Un délégué CGT explique avoir voté Nathalie Arthaud au premier tour et votera blanc au second. «L’anticapitalisme ou l’abstention, c’est la seule solution!» Ça claque comme un slogan.
Le combat syndical portet-il encore dans ce contexte de montée du FN? «Marine Le Pen: la grande arnaque sociale (…) Le Pen est notre ennemie. Et Macron n’est pas notre ami. Mais quand Marine Le Pen va voir les ouvriers de Whirlpool à Amiens, elle les dupe. Elle essaie de tromper les gens, comme Trump l’a fait aux Etats-unis. Avec la CGT, on organise toutes les bagarres. Notre problème est qu’on n’a pas eu de lutte victorieuse massive depuis un moment», analyse le syndicaliste. «Les idées du Fn, c’est de la saloperie qui nous divise et qui érige des frontières entre les travailleurs. Ça ne profite qu’aux patrons», tonne-t-il.

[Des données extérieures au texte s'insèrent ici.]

//! collection
//!
//! Named registries of schematics.
//!
//! A [`Collection`] is assembled once through [`CollectionBuilder`] and is
//! immutable afterwards. Names are validated at registration, so a
//! registered schematic can always be constructed.

use std::collections::BTreeMap;
use std::sync::Arc;

use thiserror::Error;

use crate::core::description::{CollectionDescription, SchematicDescription};
use crate::core::types::{CollectionName, SchematicName, TypeError};
use crate::engine::Engine;
use crate::rules::RuleFactory;
use crate::schematic::{Schematic, SchematicError};

/// Errors from collection registration and lookup.
#[derive(Debug, Error)]
pub enum CollectionError {
    /// A name is not a valid identifier.
    #[error(transparent)]
    InvalidName(#[from] TypeError),

    /// The schematic is already registered.
    #[error("schematic '{name}' is already registered in '{collection}'")]
    Duplicate {
        name: SchematicName,
        collection: CollectionName,
    },

    /// The description names a different collection.
    #[error("schematic '{name}' belongs to '{found}', not '{expected}'")]
    ForeignSchematic {
        name: String,
        expected: CollectionName,
        found: CollectionName,
    },

    /// No schematic with this name is registered.
    #[error("schematic '{name}' not found in collection '{collection}'")]
    UnknownSchematic {
        name: String,
        collection: CollectionName,
    },

    /// The schematic could not be constructed.
    #[error(transparent)]
    Schematic(#[from] SchematicError),
}

struct Entry {
    description: SchematicDescription,
    factory: RuleFactory,
}

struct CollectionInner {
    description: CollectionDescription,
    entries: BTreeMap<SchematicName, Entry>,
}

/// A named set of schematics.
///
/// Cloning is cheap; clones share the registry.
#[derive(Clone)]
pub struct Collection {
    inner: Arc<CollectionInner>,
}

impl Collection {
    /// Start building a collection.
    pub fn builder(description: CollectionDescription) -> CollectionBuilder {
        CollectionBuilder {
            description,
            entries: BTreeMap::new(),
        }
    }

    pub fn description(&self) -> &CollectionDescription {
        &self.inner.description
    }

    pub fn name(&self) -> &CollectionName {
        &self.inner.description.name
    }

    /// Registered schematic names, sorted.
    pub fn list_schematics(&self) -> Vec<&SchematicName> {
        self.inner.entries.keys().collect()
    }

    /// Description of a registered schematic.
    pub fn describe(&self, name: &str) -> Option<&SchematicDescription> {
        let name = SchematicName::new(name).ok()?;
        self.inner.entries.get(&name).map(|e| &e.description)
    }

    /// Construct the schematic `name`, bound to `engine`.
    ///
    /// # Errors
    ///
    /// Returns [`CollectionError::UnknownSchematic`] if nothing is
    /// registered under `name`.
    pub fn create_schematic(
        &self,
        name: &str,
        engine: Arc<dyn Engine>,
    ) -> Result<Schematic, CollectionError> {
        let entry = SchematicName::new(name)
            .ok()
            .and_then(|key| self.inner.entries.get(&key))
            .ok_or_else(|| CollectionError::UnknownSchematic {
                name: name.to_string(),
                collection: self.name().clone(),
            })?;

        tracing::trace!(collection = %self.name(), schematic = name, engine = engine.name(), "creating schematic");

        Ok(Schematic::new(
            entry.description.clone(),
            Arc::clone(&entry.factory),
            self.clone(),
            engine,
        )?)
    }
}

impl std::fmt::Debug for Collection {
    fn fmt(&self, f: &mut std::fmt::Formatter<'_>) -> std::fmt::Result {
        f.debug_struct("Collection")
            .field("name", self.name())
            .field("schematics", &self.list_schematics())
            .finish()
    }
}

/// Builder for [`Collection`].
pub struct CollectionBuilder {
    description: CollectionDescription,
    entries: BTreeMap<SchematicName, Entry>,
}

impl std::fmt::Debug for CollectionBuilder {
    fn fmt(&self, f: &mut std::fmt::Formatter<'_>) -> std::fmt::Result {
        f.debug_struct("CollectionBuilder")
            .field("name", &self.description.name)
            .field("schematics", &self.entries.keys().collect::<Vec<_>>())
            .finish()
    }
}

impl CollectionBuilder {
    /// Register a schematic.
    ///
    /// # Errors
    ///
    /// - [`CollectionError::InvalidName`] if the name is not a valid identifier
    /// - [`CollectionError::ForeignSchematic`] if the description names another collection
    /// - [`CollectionError::Duplicate`] if the name is taken
    pub fn register(
        mut self,
        description: SchematicDescription,
        factory: RuleFactory,
    ) -> Result<Self, CollectionError> {
        let name = SchematicName::new(description.name.as_str())?;

        if description.collection.name != self.description.name {
            return Err(CollectionError::ForeignSchematic {
                name: description.name,
                expected: self.description.name.clone(),
                found: description.collection.name,
            });
        }

        if self.entries.contains_key(&name) {
            return Err(CollectionError::Duplicate {
                name,
                collection: self.description.name.clone(),
            });
        }

        self.entries.insert(name, Entry { description, factory });
        Ok(self)
    }

    /// Register a schematic with no summary or schema.
    pub fn register_named(self, name: &str, factory: RuleFactory) -> Result<Self, CollectionError> {
        let description = SchematicDescription::new(name, self.description.clone());
        self.register(description, factory)
    }

    pub fn build(self) -> Collection {
        Collection {
            inner: Arc::new(CollectionInner {
                description: self.description,
                entries: self.entries,
            }),
        }
    }
}

#[cfg(test)]
mod tests {
    use super::*;
    use crate::engine::mock::MockEngine;
    use crate::rules::{factory, rule, RuleOutput};

    fn noop() -> RuleFactory {
        factory(|_| rule(|tree, _| Ok(RuleOutput::Tree(tree))))
    }

    fn kit() -> CollectionDescription {
        CollectionDescription::new("kit").unwrap()
    }

    mod registration {
        use super::*;

        #[test]
        fn lists_sorted() {
            let collection = Collection::builder(kit())
                .register_named("service", noop())
                .unwrap()
                .register_named("component", noop())
                .unwrap()
                .build();

            let names: Vec<_> = collection.list_schematics().iter().map(|n| n.as_str()).collect();
            assert_eq!(names, vec!["component", "service"]);
        }

        #[test]
        fn duplicate_rejected() {
            let err = Collection::builder(kit())
                .register_named("component", noop())
                .unwrap()
                .register_named("component", noop())
                .unwrap_err();
            assert!(matches!(err, CollectionError::Duplicate { .. }));
        }

        #[test]
        fn invalid_name_rejected() {
            let err = Collection::builder(kit())
                .register_named("bad name!", noop())
                .unwrap_err();
            assert!(matches!(
                err,
                CollectionError::InvalidName(TypeError::InvalidSchematicName(_))
            ));
        }

        #[test]
        fn foreign_description_rejected() {
            let other = CollectionDescription::new("other").unwrap();
            let err = Collection::builder(kit())
                .register(SchematicDescription::new("component", other), noop())
                .unwrap_err();
            assert!(matches!(err, CollectionError::ForeignSchematic { .. }));
        }

        #[test]
        fn describe() {
            let collection = Collection::builder(kit())
                .register(
                    SchematicDescription::new("component", kit()).with_description("A component"),
                    noop(),
                )
                .unwrap()
                .build();

            let description = collection.describe("component").unwrap();
            assert_eq!(description.description.as_deref(), Some("A component"));
            assert!(collection.describe("missing").is_none());
            assert!(collection.describe("bad name!").is_none());
        }
    }

    mod create_schematic {
        use super::*;

        #[test]
        fn binds_collection() {
            let collection = Collection::builder(kit())
                .register_named("component", noop())
                .unwrap()
                .build();

            let schematic = collection
                .create_schematic("component", Arc::new(MockEngine::new()))
                .unwrap();
            assert_eq!(schematic.collection().name(), collection.name());
            assert_eq!(schematic.name().as_str(), "component");
        }

        #[test]
        fn unknown_name() {
            let collection = Collection::builder(kit()).build();
            let err = collection
                .create_schematic("component", Arc::new(MockEngine::new()))
                .unwrap_err();
            assert_eq!(
                err.to_string(),
                "schematic 'component' not found in collection 'kit'"
            );
        }
    }
}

Il dénonce l’apathie républicaine qui contraste avec la mobilisation anti-fn de 2002. Mais quel que soit le vainqueur de dimanche, il promet un «troisième tour social de la présidentielle: pour faire entendre les intérêts des travailleurs». Au printemps 2016, la CGT a bloqué Paris lors de quatorze journées de contestation sociale. Le futur président est prévenu.